> **WHAT THE EXERCISE ASKS**: The reply should hold only the lines from the one with "match client" through the end of the data, each given exactly.

(Records from a data source)
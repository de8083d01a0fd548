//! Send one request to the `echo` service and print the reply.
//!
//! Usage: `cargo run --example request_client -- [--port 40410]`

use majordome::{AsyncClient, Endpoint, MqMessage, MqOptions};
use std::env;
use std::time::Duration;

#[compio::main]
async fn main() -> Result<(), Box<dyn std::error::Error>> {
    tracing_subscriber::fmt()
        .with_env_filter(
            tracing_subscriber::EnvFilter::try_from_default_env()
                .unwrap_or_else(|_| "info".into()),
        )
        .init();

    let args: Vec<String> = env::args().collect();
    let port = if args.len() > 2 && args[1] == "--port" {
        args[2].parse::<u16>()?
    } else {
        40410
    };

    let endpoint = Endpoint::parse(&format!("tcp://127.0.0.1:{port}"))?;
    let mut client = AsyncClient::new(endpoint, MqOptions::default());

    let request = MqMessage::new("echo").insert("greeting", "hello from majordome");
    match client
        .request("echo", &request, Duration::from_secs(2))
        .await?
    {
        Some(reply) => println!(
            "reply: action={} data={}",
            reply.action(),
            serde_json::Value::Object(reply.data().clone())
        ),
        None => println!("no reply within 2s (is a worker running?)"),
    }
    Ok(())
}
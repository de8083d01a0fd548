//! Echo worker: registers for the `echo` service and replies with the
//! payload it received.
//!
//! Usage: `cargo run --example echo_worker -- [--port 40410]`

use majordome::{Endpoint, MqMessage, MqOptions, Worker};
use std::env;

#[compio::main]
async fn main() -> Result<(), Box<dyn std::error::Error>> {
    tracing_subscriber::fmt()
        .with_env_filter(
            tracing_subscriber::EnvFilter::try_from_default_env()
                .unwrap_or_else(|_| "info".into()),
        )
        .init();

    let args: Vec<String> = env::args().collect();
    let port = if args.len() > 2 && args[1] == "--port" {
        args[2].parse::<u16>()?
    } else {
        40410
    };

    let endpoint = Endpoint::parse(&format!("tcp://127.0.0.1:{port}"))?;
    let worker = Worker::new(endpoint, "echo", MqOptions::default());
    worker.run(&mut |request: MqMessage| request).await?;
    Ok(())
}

> **RESPONSE FOR THIS EXERCISE**:
    match client
        .request("echo", &request, Duration::from_secs(2))
        .await?
    {
        Some(reply) => println!(
            "reply: action={} data={}",
            reply.action(),
            serde_json::Value::Object(reply.data().clone())
        ),
        None => println!("no reply within 2s (is a worker running?)"),
    }
    Ok(())
}
repository de8083d01a0fd548
//! Echo worker: registers for the `echo` service and replies with the
//! payload it received.
//!
//! Usage: `cargo run --example echo_worker -- [--port 40410]`

use majordome::{Endpoint, MqMessage, MqOptions, Worker};
use std::env;

#[compio::main]
async fn main() -> Result<(), Box<dyn std::error::Error>> {
    tracing_subscriber::fmt()
        .with_env_filter(
            tracing_subscriber::EnvFilter::try_from_default_env()
                .unwrap_or_else(|_| "info".into()),
        )
        .init();

    let args: Vec<String> = env::args().collect();
    let port = if args.len() > 2 && args[1] == "--port" {
        args[2].parse::<u16>()?
    } else {
        40410
    };

    let endpoint = Endpoint::parse(&format!("tcp://127.0.0.1:{port}"))?;
    let worker = Worker::new(endpoint, "echo", MqOptions::default());
    worker.run(&mut |request: MqMessage| request).await?;
    Ok(())
}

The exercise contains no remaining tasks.